This image depicts an essentially ages old process of collecting hay and loading on a wagon. This drawing at the LoC has a caption of foraging for hay in Virginia. Note that forage as a verb means to look for food for both men and animals, while forage as a noun is the hay and grain used to feed animals. By the time of the civil war, farmers and hay distributors made hay bales using horse powered presses as I described here. They shipped the bales with concentrated hay from farms to urban areas.
During the civil war, the farms in eastern Pennsylvania produced prodigious quantity of hay, according to Hess in his book, "Civil War Logistics." The US Quartermaster Corps purchased bulk hay and shipped it to the Army. In the case of the Army of Potomac, the hay came by ship and barge. If you look at the three-masted schooner in the background of this image from City Point you will see it is fully loaded with hay.

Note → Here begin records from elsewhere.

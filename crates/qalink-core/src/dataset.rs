//! The benchmark context
//!
//! [`Dataset`] owns the record arenas and the indexes over them. It is assembled once
//! (index, then associate) and is read-only afterwards; every workload borrows it
//! immutably.

use crate::association::{LinkStats, resolve_answer_questions, resolve_question_tags};
use crate::config::DataSources;
use crate::index::Indexes;
use crate::loader::read_table;
use qalink_types::{Answer, Question, QuestionRef, Tag, TagLink, TagRef};
use serde::Serialize;
use std::borrow::Borrow;
use tracing::{info, instrument};

/// Sizes of the assembled dataset and the outcome of link resolution
#[derive(Debug, Clone, Copy, Default, PartialEq, Eq, Serialize)]
pub struct DatasetStats {
    pub questions: usize,
    pub answers: usize,
    pub tags: usize,
    /// Distinct question ids
    pub indexed_questions: usize,
    /// Distinct tag ids
    pub tag_buckets: usize,
    pub tag_links: LinkStats,
    pub answer_links: LinkStats,
}

/// Records, indexes and resolved links for one benchmark run
#[derive(Debug, Clone, Default)]
pub struct Dataset {
    questions: Vec<Question>,
    answers: Vec<Answer>,
    tags: Vec<Tag>,
    indexes: Indexes,
    stats: DatasetStats,
}

impl Dataset {
    /// Build indexes over the records and resolve all links
    #[instrument(skip_all)]
    pub fn assemble<I, L>(
        mut questions: Vec<Question>,
        mut answers: Vec<Answer>,
        tags: Vec<Tag>,
        links: I,
    ) -> Self
    where
        I: IntoIterator<Item = L>,
        L: Borrow<TagLink>,
    {
        let indexes = Indexes::build(&questions, &tags);
        let tag_links = resolve_question_tags(&mut questions, &indexes, links);
        let answer_links = resolve_answer_questions(&mut answers, &indexes);

        let stats = DatasetStats {
            questions: questions.len(),
            answers: answers.len(),
            tags: tags.len(),
            indexed_questions: indexes.question_count(),
            tag_buckets: indexes.tag_bucket_count(),
            tag_links,
            answer_links,
        };

        info!(
            questions = stats.questions,
            answers = stats.answers,
            tags = stats.tags,
            tag_links = tag_links.linked,
            dropped_tag_links = tag_links.dropped,
            linked_answers = answer_links.linked,
            orphan_answers = answer_links.dropped,
            "Assembled dataset"
        );

        Self { questions, answers, tags, indexes, stats }
    }

    /// Load the four sources and assemble them.
    ///
    /// A source that fails to read is reported and contributes whatever rows it produced.
    #[instrument(skip_all)]
    pub fn load(sources: &DataSources) -> Self {
        let questions: Vec<Question> = read_table(&sources.questions);
        let answers: Vec<Answer> = read_table(&sources.answers);
        let tags: Vec<Tag> = read_table(&sources.tags);
        let links: Vec<TagLink> = read_table(&sources.tag_questions);

        Self::assemble(questions, answers, tags, links)
    }

    pub fn questions(&self) -> &[Question] {
        &self.questions
    }

    pub fn answers(&self) -> &[Answer] {
        &self.answers
    }

    pub fn tags(&self) -> &[Tag] {
        &self.tags
    }

    pub fn indexes(&self) -> &Indexes {
        &self.indexes
    }

    pub fn stats(&self) -> DatasetStats {
        self.stats
    }

    #[inline]
    pub fn question(&self, handle: QuestionRef) -> Option<&Question> {
        self.questions.get(handle.slot())
    }

    #[inline]
    pub fn tag(&self, handle: TagRef) -> Option<&Tag> {
        self.tags.get(handle.slot())
    }

    /// Names of the tags attached to `question`, in attachment order
    pub fn tag_names<'a>(&'a self, question: &'a Question) -> impl Iterator<Item = &'a str> + 'a {
        question.tags.iter().filter_map(|&handle| self.tag(handle)).map(|tag| tag.name.as_str())
    }

    /// Question the indexes resolve `id` to (the last one loaded under it)
    pub fn question_by_id(&self, id: &str) -> Option<&Question> {
        self.indexes.hashed_question(id).and_then(|handle| self.question(handle))
    }

    /// Parent question cached on `answer`
    pub fn parent_of(&self, answer: &Answer) -> Option<&Question> {
        answer.question().and_then(|handle| self.question(handle))
    }

    pub fn is_empty(&self) -> bool {
        self.questions.is_empty() && self.answers.is_empty() && self.tags.is_empty()
    }
}
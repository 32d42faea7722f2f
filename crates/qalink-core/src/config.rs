//! Benchmark configuration
//!
//! The binary accepts a single positional argument, so everything else is read from
//! environment variables:
//!
//! - `QALINK_ITERATIONS`: passes over the answer set per workload (default 1000)
//! - `QALINK_REPORT_FORMAT`: `text` (default) or `json`

use crate::error::ConfigError;
use serde::Serialize;
use std::fmt;
use std::path::{Path, PathBuf};
use std::str::FromStr;
use tracing::warn;

/// Passes over the answer set per workload when nothing else is configured
pub const DEFAULT_ITERATIONS: usize = 1000;

pub const ITERATIONS_VAR: &str = "QALINK_ITERATIONS";
pub const REPORT_FORMAT_VAR: &str = "QALINK_REPORT_FORMAT";

pub const QUESTIONS_FILE: &str = "questions.csv";
pub const ANSWERS_FILE: &str = "answers.csv";
pub const TAGS_FILE: &str = "tags.csv";
pub const TAG_QUESTIONS_FILE: &str = "tag_questions.csv";

/// How the final report is rendered on stdout
#[derive(Debug, Clone, Copy, PartialEq, Eq, Default, Serialize)]
#[serde(rename_all = "lowercase")]
pub enum ReportFormat {
    /// One line per timing and per aggregate
    #[default]
    Text,
    /// A single JSON document
    Json,
}

impl FromStr for ReportFormat {
    type Err = ConfigError;

    fn from_str(s: &str) -> Result<Self, Self::Err> {
        match s.trim().to_ascii_lowercase().as_str() {
            "text" => Ok(ReportFormat::Text),
            "json" => Ok(ReportFormat::Json),
            _ => Err(ConfigError::InvalidValue {
                variable: REPORT_FORMAT_VAR,
                value: s.to_string(),
                expected: "`text` or `json`",
            }),
        }
    }
}

impl fmt::Display for ReportFormat {
    fn fmt(&self, f: &mut fmt::Formatter<'_>) -> fmt::Result {
        match self {
            ReportFormat::Text => f.write_str("text"),
            ReportFormat::Json => f.write_str("json"),
        }
    }
}

/// Parse an iteration count; zero is rejected because it would time an empty loop
pub fn parse_iterations(raw: &str) -> Result<usize, ConfigError> {
    match raw.trim().parse::<usize>() {
        Ok(n) if n > 0 => Ok(n),
        _ => Err(ConfigError::InvalidValue {
            variable: ITERATIONS_VAR,
            value: raw.to_string(),
            expected: "a positive integer",
        }),
    }
}

/// Locations of the four CSV sources
#[derive(Debug, Clone, PartialEq, Eq)]
pub struct DataSources {
    pub questions: PathBuf,
    pub answers: PathBuf,
    pub tags: PathBuf,
    pub tag_questions: PathBuf,
}

impl DataSources {
    /// Resolve the fixed file names under `prefix`, or relative to the working directory
    pub fn under(prefix: Option<&Path>) -> Self {
        let resolve = |name: &str| match prefix {
            Some(dir) => dir.join(name),
            None => PathBuf::from(name),
        };
        Self {
            questions: resolve(QUESTIONS_FILE),
            answers: resolve(ANSWERS_FILE),
            tags: resolve(TAGS_FILE),
            tag_questions: resolve(TAG_QUESTIONS_FILE),
        }
    }
}

/// Settings for one benchmark run
#[derive(Debug, Clone, PartialEq, Eq)]
pub struct BenchConfig {
    /// Directory holding the CSV sources
    pub data_dir: Option<PathBuf>,
    /// Passes over the answer set per workload
    pub iterations: usize,
    pub report_format: ReportFormat,
}

impl Default for BenchConfig {
    fn default() -> Self {
        Self { data_dir: None, iterations: DEFAULT_ITERATIONS, report_format: ReportFormat::Text }
    }
}

impl BenchConfig {
    /// Create configuration from environment variables
    pub fn from_environment() -> Self {
        Self::from_lookup(|name| std::env::var(name).ok())
    }

    /// Create configuration from an arbitrary variable source.
    ///
    /// Unparseable values are logged and replaced by their defaults.
    pub fn from_lookup(lookup: impl Fn(&str) -> Option<String>) -> Self {
        let mut config = Self::default();

        if let Some(raw) = lookup(ITERATIONS_VAR) {
            match parse_iterations(&raw) {
                Ok(iterations) => config.iterations = iterations,
                Err(e) => warn!(error = %e, default = DEFAULT_ITERATIONS, "Ignoring iteration count"),
            }
        }

        if let Some(raw) = lookup(REPORT_FORMAT_VAR) {
            match raw.parse::<ReportFormat>() {
                Ok(format) => config.report_format = format,
                Err(e) => warn!(error = %e, "Ignoring report format, using text"),
            }
        }

        config
    }

    pub fn with_data_dir(mut self, data_dir: Option<PathBuf>) -> Self {
        self.data_dir = data_dir;
        self
    }

    pub fn with_iterations(mut self, iterations: usize) -> Self {
        self.iterations = iterations.max(1);
        self
    }

    /// Paths of the four sources under the configured directory
    pub fn sources(&self) -> DataSources {
        DataSources::under(self.data_dir.as_deref())
    }
}
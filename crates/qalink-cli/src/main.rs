use clap::Parser;
use qalink_core::BenchConfig;
use std::io::Write;
use std::path::PathBuf;
use tracing::info;

mod tracing_setup;

/// Times answer-to-question traversal through an ordered index, a hash index and cached
/// references.
#[derive(Parser, Debug)]
#[command(name = "qalink")]
#[command(version, about)]
struct Cli {
    /// Directory holding questions.csv, answers.csv, tags.csv and tag_questions.csv
    /// (defaults to the current directory)
    data_dir: Option<PathBuf>,
}

fn main() -> anyhow::Result<()> {
    let cli = Cli::parse();
    tracing_setup::init_tracing(&tracing_setup::LoggingConfig::from_environment())?;

    let config = BenchConfig::from_environment().with_data_dir(cli.data_dir);
    info!(
        version = env!("CARGO_PKG_VERSION"),
        data_dir = ?config.data_dir,
        iterations = config.iterations,
        format = %config.report_format,
        "Starting qalink"
    );

    let report = qalink_core::run(&config);
    if !report.aggregates_agree() {
        tracing::warn!("Strategies produced different aggregates");
    }

    let stdout = std::io::stdout();
    let mut out = stdout.lock();
    report.render(config.report_format, &mut out)?;
    out.flush()?;
    Ok(())
}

The Merritt map of City Point shows a wharf labeled as "Forage Wharf." This implies a dedicated place to transload and store hay.
To transship the hay to the hungry animals in the front lines the Army used wagons and railroad cars. In the photo of City Point at the left we can see a line of wagons proceeding to an area where piles of hay bales are stored. Look behind the trees on the right side to see the hay bales.
If you look closely at the image below of the Aquia Landing, you can see a flat car loaded with hay bales on the right side of the image to the left of the locomotive.
I have posted other pictures of hay bales on railroad cars such as here. Armed with this knowledge, we can proceed with adding hay bales to our civil war railroad cars knowing we are on the right track.
Hay! No, wait. This photo may be of interest to you!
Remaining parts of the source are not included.